SOURCE INFORMATION:
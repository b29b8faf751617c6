pub mod avr;
pub mod bridge;
pub mod cec;
pub mod config;
pub mod power;

pub use bridge::Bridge;
pub use config::Config;
pub use power::{Coordinator, DisplayPowerState, PowerOffOutcome, PowerOnOutcome};
// tests/operations.rs
use handcv_cv::{
    Bitmap, ChannelOrder, Findings, MatchingMethod, Operation, Region, Result, Vision,
    VisionConfig, VisionError,
};
use rand::{Rng, SeedableRng, rngs::StdRng};

const SKIN: [u8; 3] = [224, 172, 138];
const BACKGROUND: [u8; 3] = [30, 60, 120];

fn noise(width: usize, height: usize, seed: u64) -> Bitmap {
    let mut rng = StdRng::seed_from_u64(seed);
    let data = (0..width * height * 3).map(|_| rng.r#gen::<u8>()).collect();
    Bitmap::packed(width, height, ChannelOrder::Rgb, data)
}

fn crop(src: &Bitmap, x: usize, y: usize, width: usize, height: usize) -> Bitmap {
    let c = src.channels();
    let data = src
        .rows()
        .skip(y)
        .take(height)
        .flat_map(|row| row[x * c..(x + width) * c].to_vec())
        .collect();
    Bitmap::packed(width, height, src.order(), data)
}

/// Background frame with a skin-colored block, rows padded to 16 bytes.
fn frame_with_hand(region: Region) -> Bitmap {
    let mut bmp = Bitmap::filled(120, 120, ChannelOrder::Rgb, 16, &BACKGROUND);
    let stride = bmp.stride();
    for y in region.y..region.y + region.height as i32 {
        for x in region.x..region.x + region.width as i32 {
            let at = y as usize * stride + x as usize * 3;
            bmp.data[at..at + 3].copy_from_slice(&SKIN);
        }
    }
    bmp
}

fn pixels(bmp: &Bitmap) -> Vec<u8> {
    bmp.rows().flatten().copied().collect()
}

#[test]
fn test_grayscale_is_single_channel_and_idempotent() -> Result<()> {
    let vision = Vision::new(VisionConfig::default())?;
    let image = noise(33, 17, 1);

    let once = vision.to_grayscale(&image)?;
    let twice = vision.to_grayscale(&once)?;

    assert_eq!(once.channels(), 1);
    assert_eq!((once.width, once.height), (33, 17));
    assert_eq!(pixels(&once), pixels(&twice));
    Ok(())
}

#[test]
fn test_grayscale_ignores_channel_order() -> Result<()> {
    let vision = Vision::new(VisionConfig::default())?;
    let rgb = Bitmap::filled(4, 4, ChannelOrder::Rgb, 0, &[200, 40, 10]);
    let bgr = Bitmap::filled(4, 4, ChannelOrder::Bgr, 8, &[10, 40, 200]);
    assert_eq!(
        pixels(&vision.to_grayscale(&rgb)?),
        pixels(&vision.to_grayscale(&bgr)?)
    );
    Ok(())
}

#[test]
fn test_match_reports_pasted_offset() -> Result<()> {
    let source = noise(64, 48, 7);
    let template = crop(&source, 37, 21, 12, 10);

    for method in [MatchingMethod::CCorrNormed, MatchingMethod::SqDiff] {
        let mut config = VisionConfig::default();
        config.matching.method = method;
        let vision = Vision::new(config)?;

        let found = vision.locate_template(&source, &template)?;
        assert_eq!(found.region, Region::new(37, 21, 12, 10), "{method:?}");
    }
    Ok(())
}

#[test]
fn test_match_outlines_best_location_on_a_copy() -> Result<()> {
    let vision = Vision::new(VisionConfig::default())?;
    let source = noise(64, 48, 11);
    let before = source.clone();
    let template = crop(&source, 5, 9, 16, 16);

    let annotated = vision.match_template(&source, &template)?;

    assert_eq!(source, before);
    assert_eq!(annotated.order(), ChannelOrder::Rgb);
    // default overlay color is red
    assert_eq!(annotated.rgb_at(5, 9), Some([255, 0, 0]));
    assert_eq!(annotated.rgb_at(12, 15), source.rgb_at(12, 15));
    Ok(())
}

#[test]
fn test_template_larger_than_source_is_invalid_input() -> Result<()> {
    let vision = Vision::new(VisionConfig::default())?;
    let source = noise(20, 20, 3);

    for (w, h) in [(21, 5), (5, 21), (21, 21)] {
        let template = noise(w, h, 4);
        let err = vision.match_template(&source, &template).unwrap_err();
        assert!(matches!(err, VisionError::InvalidInput(_)), "{w}x{h}: {err}");
    }
    Ok(())
}

#[test]
fn test_correlation_map_peaks_at_match() -> Result<()> {
    let vision = Vision::new(VisionConfig::default())?;
    let source = noise(40, 30, 5);
    let template = crop(&source, 8, 6, 10, 10);

    let heat = vision.correlation_map(&source, &template)?;

    assert_eq!((heat.width, heat.height), (31, 21));
    assert_eq!(heat.order(), ChannelOrder::Gray);
    assert_eq!(heat.pixel(8, 6), Some(&[255][..]));
    Ok(())
}

#[test]
fn test_blank_image_has_no_detections() -> Result<()> {
    let vision = Vision::new(VisionConfig::default())?;
    let blank = Bitmap::filled(64, 64, ChannelOrder::Rgba, 16, &[200, 200, 200, 255]);

    assert!(vision.find_keypoints(&blank)?.is_empty());
    assert_eq!(pixels(&vision.detect_keypoints(&blank)?), pixels(&blank));

    assert!(vision.locate_hand(&blank)?.is_none());
    assert_eq!(pixels(&vision.detect_hand(&blank)?), pixels(&blank));
    Ok(())
}

#[test]
fn test_keypoints_found_on_square_corners() -> Result<()> {
    let vision = Vision::new(VisionConfig::default())?;
    let mut image = Bitmap::filled(64, 64, ChannelOrder::Gray, 0, &[0]);
    for y in 20..40 {
        for x in 20..40 {
            image.data[y * 64 + x] = 255;
        }
    }

    let keypoints = vision.find_keypoints(&image)?;
    assert!(!keypoints.is_empty());
    for kp in &keypoints {
        let near_corner = [(20, 20), (39, 20), (20, 39), (39, 39)]
            .iter()
            .any(|&(cx, cy): &(u32, u32)| kp.x.abs_diff(cx) <= 3 && kp.y.abs_diff(cy) <= 3);
        assert!(near_corner, "unexpected keypoint {kp:?}");
    }

    let annotated = vision.detect_keypoints(&image)?;
    assert_ne!(pixels(&annotated), pixels(&image));
    Ok(())
}

#[test]
fn test_hand_region_is_located_and_outlined() -> Result<()> {
    let vision = Vision::new(VisionConfig::default())?;
    let block = Region::new(30, 40, 50, 60);
    let frame = frame_with_hand(block);

    let hand = vision.locate_hand(&frame)?.expect("hand");
    assert_eq!(hand.bounds, block);
    assert!(hand.coverage > 0.15 && hand.coverage < 0.25);
    assert!(hand.hull.len() >= 4);

    let annotated = vision.detect_hand(&frame)?;
    // inner ring of the two-pixel outline, away from the hull edges
    assert_eq!(annotated.rgb_at(55, 41), Some([0, 0, 255]));
    assert_eq!(annotated.rgb_at(55, 70), Some(SKIN));
    assert_eq!(annotated.rgb_at(5, 5), Some(BACKGROUND));
    Ok(())
}

#[test]
fn test_small_skin_speck_is_not_a_hand() -> Result<()> {
    let vision = Vision::new(VisionConfig::default())?;
    let frame = frame_with_hand(Region::new(10, 10, 8, 8));
    assert!(vision.locate_hand(&frame)?.is_none());
    Ok(())
}

#[test]
fn test_gray_input_has_no_hand() -> Result<()> {
    let vision = Vision::new(VisionConfig::default())?;
    let gray = vision.to_grayscale(&frame_with_hand(Region::new(30, 40, 50, 60)))?;
    assert!(vision.locate_hand(&gray)?.is_none());
    Ok(())
}

#[test]
fn test_run_returns_image_and_findings() -> Result<()> {
    let vision = Vision::new(VisionConfig::default())?;
    let frame = frame_with_hand(Region::new(30, 40, 50, 60));

    let outcome = vision.run(Operation::Hand, &frame, None)?;
    let Findings::Hand { hand: Some(hand) } = &outcome.findings else {
        panic!("expected a hand, got {:?}", outcome.findings);
    };
    assert_eq!(hand.bounds.x, 30);

    let json = serde_json::to_value(&outcome.findings).expect("serializable");
    assert_eq!(json["kind"], "hand");
    assert_eq!(json["hand"]["bounds"]["width"], 50);
    Ok(())
}

#[test]
fn test_invalid_bitmaps_surface_at_the_boundary() -> Result<()> {
    let vision = Vision::new(VisionConfig::default())?;

    let empty = Bitmap::packed(0, 0, ChannelOrder::Rgb, vec![]);
    assert!(vision.detect_hand(&empty).unwrap_err().is_invalid_input());

    let short = Bitmap::with_stride(8, 8, ChannelOrder::Rgb, 24, vec![0; 100]);
    assert!(matches!(
        vision.to_grayscale(&short),
        Err(VisionError::Conversion(_))
    ));
    Ok(())
}
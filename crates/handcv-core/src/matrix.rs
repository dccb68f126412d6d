//! Dense matrix in the vision library's native layout

use crate::error::{BridgeError, Result};
use crate::layout::{ChannelOrder, Depth, PixelLayout};

/// Packed, top-left origin pixel grid. Multi-channel 8-bit data is in library order
/// (BGR / BGRA); float matrices hold native-endian `f32` bytes.
#[derive(Debug, Clone, PartialEq)]
pub struct Matrix {
    pub rows: usize,
    pub cols: usize,
    pub channels: usize,
    pub depth: Depth,
    pub data: Vec<u8>,
}

impl Matrix {
    /// 8-bit matrix from packed bytes in library order.
    pub fn from_bytes(rows: usize, cols: usize, channels: usize, data: Vec<u8>) -> Result<Self> {
        let expected = rows * cols * channels;
        if data.len() != expected {
            return Err(BridgeError::invalid(format!(
                "{rows}x{cols}x{channels} matrix needs {expected} bytes, got {}",
                data.len()
            )));
        }
        Ok(Self {
            rows,
            cols,
            channels,
            depth: Depth::U8,
            data,
        })
    }

    /// 8-bit matrix with every element set to `value`.
    pub fn filled(rows: usize, cols: usize, channels: usize, value: u8) -> Self {
        Self {
            rows,
            cols,
            channels,
            depth: Depth::U8,
            data: vec![value; rows * cols * channels],
        }
    }

    /// Single-channel float matrix, e.g. a score map.
    pub fn from_f32(rows: usize, cols: usize, values: &[f32]) -> Result<Self> {
        if values.len() != rows * cols {
            return Err(BridgeError::invalid(format!(
                "{rows}x{cols} float matrix needs {} values, got {}",
                rows * cols,
                values.len()
            )));
        }
        Ok(Self {
            rows,
            cols,
            channels: 1,
            depth: Depth::F32,
            data: values.iter().flat_map(|v| v.to_ne_bytes()).collect(),
        })
    }

    /// Number of pixels.
    pub fn total(&self) -> usize {
        self.rows * self.cols
    }

    pub fn is_empty(&self) -> bool {
        self.total() == 0 || self.channels == 0
    }

    pub fn order(&self) -> Option<ChannelOrder> {
        ChannelOrder::native(self.channels)
    }

    /// Layout descriptor of an 8-bit matrix.
    pub fn layout(&self) -> Result<PixelLayout> {
        if self.depth != Depth::U8 {
            return Err(BridgeError::invalid(format!(
                "{:?} matrices have no byte pixel layout",
                self.depth
            )));
        }
        let order = self.order().ok_or_else(|| {
            BridgeError::invalid(format!("unsupported channel count {}", self.channels))
        })?;
        Ok(PixelLayout::packed(order, self.cols))
    }

    /// Element bytes of the pixel at column `x`, row `y`.
    pub fn pixel(&self, x: usize, y: usize) -> Option<&[u8]> {
        if x >= self.cols || y >= self.rows {
            return None;
        }
        let size = self.channels * self.depth.size();
        let at = (y * self.cols + x) * size;
        self.data.get(at..at + size)
    }

    /// Values of a single-channel float matrix.
    pub fn as_f32(&self) -> Result<Vec<f32>> {
        if self.depth != Depth::F32 || self.channels != 1 {
            return Err(BridgeError::invalid("not a single-channel float matrix"));
        }
        Ok(self
            .data
            .chunks_exact(4)
            .map(|b| f32::from_ne_bytes([b[0], b[1], b[2], b[3]]))
            .collect())
    }

    /// Stretch a float matrix to 0..=255, the way a heat map is rendered.
    pub fn normalized_u8(&self) -> Result<Matrix> {
        let values = self.as_f32()?;
        let (min, max) = values
            .iter()
            .fold((f32::INFINITY, f32::NEG_INFINITY), |(lo, hi), &v| {
                (lo.min(v), hi.max(v))
            });
        let span = max - min;
        let data = values
            .iter()
            .map(|&v| {
                if span > f32::EPSILON {
                    ((v - min) / span * 255.0).round() as u8
                } else {
                    0
                }
            })
            .collect();
        Matrix::from_bytes(self.rows, self.cols, 1, data)
    }
}

#[cfg(test)]
mod tests {
    use super::*;

    #[test]
    fn test_from_bytes_checks_length() {
        assert!(Matrix::from_bytes(2, 2, 3, vec![0; 11]).is_err());
        assert!(Matrix::from_bytes(2, 2, 3, vec![0; 12]).is_ok());
    }

    #[test]
    fn test_pixel_lookup() {
        let m = Matrix::from_bytes(1, 2, 3, vec![1, 2, 3, 4, 5, 6]).unwrap();
        assert_eq!(m.pixel(1, 0), Some(&[4, 5, 6][..]));
        assert_eq!(m.pixel(0, 1), None);
    }

    #[test]
    fn test_float_matrix_normalizes() {
        let m = Matrix::from_f32(1, 3, &[-1.0, 0.0, 1.0]).unwrap();
        assert!(m.layout().is_err());
        let n = m.normalized_u8().unwrap();
        assert_eq!(n.data, vec![0, 128, 255]);
    }
}
//! handcv core
//!
//! Pixel containers and the bridge that moves pixels between platform bitmaps and the
//! vision library's matrices. Nothing in here knows about vision operations.

pub mod bitmap;
pub mod bridge;
pub mod error;
pub mod layout;
pub mod legacy;
pub mod matrix;

pub use bitmap::{Bitmap, Rotation};
pub use bridge::{Bridge, PlatformProfile};
pub use error::BridgeError;
pub use layout::{ChannelOrder, Depth, LayoutPlan, Origin, PixelLayout, reconcile, transcode};
pub use legacy::LegacyImage;
pub use matrix::Matrix;
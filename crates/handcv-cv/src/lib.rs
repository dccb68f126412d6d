//! handcv Computer Vision Library
//!
//! Vision operations over platform bitmaps: grayscale conversion, template matching,
//! keypoint detection and hand detection, each delegated to a pluggable backend.

pub mod backend;
pub mod config;
pub mod error;
pub mod overlay;
pub mod region;
pub mod utils;
pub mod vision;

// Re-export commonly used types
pub use backend::{ImageprocBackend, ScoreMap};
#[cfg(feature = "opencv")]
pub use backend::OpenCvBackend;
pub use config::{Color, HandConfig, KeypointConfig, MatchingMethod, OverlayConfig, VisionConfig};
pub use error::VisionError;
pub use region::{HandRegion, Keypoint, MatchLocation, Region};
pub use utils::ImageUtils;
pub use vision::{Findings, Operation, Outcome, Vision};

pub use handcv_core::{Bitmap, Bridge, ChannelOrder, Matrix, PlatformProfile, Rotation};

// Error handling
pub type Result<T> = std::result::Result<T, VisionError>;

/// Core traits for the CV system
pub mod traits {
    use crate::backend::ScoreMap;
    use crate::config::{HandConfig, KeypointConfig, MatchingMethod};
    use crate::region::{HandRegion, Keypoint};
    use handcv_core::Matrix;

    /// The external vision library. Matrices handed in are packed, top-left origin and in
    /// library channel order; failures are returned untouched.
    pub trait VisionBackend {
        fn name(&self) -> &'static str;

        /// Version of the linked library. An error means the library is not usable.
        fn version(&self) -> anyhow::Result<String>;

        /// Single-channel conversion; gray input comes back unchanged.
        fn to_gray(&self, image: &Matrix) -> anyhow::Result<Matrix>;

        /// Score every placement of a gray `template` over a gray `source`.
        fn match_template(
            &self,
            source: &Matrix,
            template: &Matrix,
            method: MatchingMethod,
        ) -> anyhow::Result<ScoreMap>;

        fn detect_keypoints(
            &self,
            gray: &Matrix,
            config: &KeypointConfig,
        ) -> anyhow::Result<Vec<Keypoint>>;

        /// `Ok(None)` when no hand is visible.
        fn detect_hand(
            &self,
            image: &Matrix,
            config: &HandConfig,
        ) -> anyhow::Result<Option<HandRegion>>;
    }
}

PROBLEM DESCRIPTION:
Check each line above for the word "collect", and copy the lines where it appears.

RESPONSE TO THIS EXERCISE:
    let data = (0..width * height * 3).map(|_| rng.r#gen::<u8>()).collect();
        .collect();
    bmp.rows().flatten().copied().collect()
            data: values.iter().flat_map(|v| v.to_ne_bytes()).collect(),
            .collect())
            .collect();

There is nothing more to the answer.